4.3 The following decisions require the unanimous written consent of all Partners: (a) admission of a new partner; (b) disposal of any major asset of the Firm; (c) taking on any borrowing above KES 500,000; (d) entry into any contract outside the ordinary course of the Firm's business.
4.4 The Firm's financial year shall end on [Financial Year]. Accounts shall be prepared annually by a Certified Public Accountant (CPA) registered with ICPAK.
5. RETIREMENT AND EXPULSION
5.1 A Partner wishing to retire shall give [Notice Period Exit] to all other Partners.
5.2 On a Partner's retirement, the continuing Partners shall purchase the retiring Partner's interest in the Firm at its net asset value at the date of retirement (including goodwill valued by an independent ICPAK-registered accountant), payable within 6 months of retirement. The Partnership shall not dissolve solely by reason of one Partner's retirement.
5.3 A Partner may be expelled by unanimous vote of all other Partners for: (a) gross misconduct; (b) material breach of this Agreement; or (c) commission of a criminal offence involving dishonesty.

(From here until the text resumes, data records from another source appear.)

//! Tick-then-drain driver
//!
//! Each [`Simulation::step`] integrates the body once and only then runs the
//! command lines queued since the previous step, so integration and command
//! execution never interleave.

use std::collections::VecDeque;

use super::body::Arena;
use super::engine::PhysicsEngine;
use super::events::{EventSink, SimEvent};
use super::vector::Vector2D;
use crate::command::{CommandInterpreter, Value};
use crate::error::{CommandExecutionError, ConfigError};
use crate::settings::Settings;

/// Outcome of one drained command line
#[derive(Debug)]
pub struct CommandReport {
    pub text: String,
    pub result: Result<Vec<Value>, CommandExecutionError>,
}

pub struct Simulation {
    engine: PhysicsEngine,
    arena: Arena,
    friction: f64,
    interpreter: CommandInterpreter,
    pending: VecDeque<String>,
    ticks: u64,
    sink: Box<dyn EventSink>,
}

impl Simulation {
    pub fn new(settings: &Settings, sink: Box<dyn EventSink>) -> Result<Self, ConfigError> {
        settings.validate()?;
        let engine = PhysicsEngine::new(settings.gravity, settings.body()).map_err(|e| {
            ConfigError::NonPositive {
                field: "gravity",
                value: e.value,
            }
        })?;
        Ok(Self {
            engine,
            arena: settings.arena(),
            friction: settings.friction,
            interpreter: CommandInterpreter::new(),
            pending: VecDeque::new(),
            ticks: 0,
            sink,
        })
    }

    /// Queue a line to run after the next integration step
    pub fn submit(&mut self, text: impl Into<String>) {
        self.pending.push_back(text.into());
    }

    pub fn pending(&self) -> usize {
        self.pending.len()
    }

    /// One tick: integrate, then drain every queued command line in order
    pub fn step(&mut self) -> Vec<CommandReport> {
        self.engine.step(&self.arena, self.friction);
        self.ticks += 1;

        let mut reports = Vec::with_capacity(self.pending.len());
        while let Some(text) = self.pending.pop_front() {
            let result = self.execute(&text);
            reports.push(CommandReport { text, result });
        }
        self.flush();
        reports
    }

    /// Run a line right away, between ticks
    pub fn run_command(&mut self, text: &str) -> Result<Vec<Value>, CommandExecutionError> {
        let result = self.execute(text);
        self.flush();
        result
    }

    fn execute(&mut self, text: &str) -> Result<Vec<Value>, CommandExecutionError> {
        self.engine.emit(SimEvent::CommandReceived {
            text: text.to_string(),
        });
        self.interpreter.execute(&mut self.engine, text)
    }

    fn flush(&mut self) {
        for event in self.engine.drain_events() {
            self.sink.emit(&event);
        }
    }

    /// Render feed
    pub fn position(&self) -> Vector2D {
        self.engine.get_position()
    }

    pub fn engine(&self) -> &PhysicsEngine {
        &self.engine
    }

    pub fn arena(&self) -> Arena {
        self.arena
    }

    pub fn tick_count(&self) -> u64 {
        self.ticks
    }

    pub fn interpreter(&self) -> &CommandInterpreter {
        &self.interpreter
    }
}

6. CONFIDENTIALITY AND NON-COMPETITION
6.1 Each Partner shall keep confidential all trade secrets, client information, and proprietary information of the Firm during and after their membership.
6.2 For a period of 12 months after retirement or expulsion, a former Partner shall not solicit clients of the Firm or engage in a competing business within [Governing Jurisdiction], to the extent enforceable under Kenyan law.
7. GOVERNING LAW AND DISPUTES
7.1 This Agreement shall be governed by the Partnership Act (Cap. 29) and the laws of Kenya. Disputes shall first be referred to negotiation; if unresolved within 30 days, to mediation; and if still unresolved, to the Nairobi Centre for International Arbitration (NCIA) under the Arbitration Act No. 4 of 1995 (revised 2022), or the High Court of Kenya sitting in [Governing Jurisdiction].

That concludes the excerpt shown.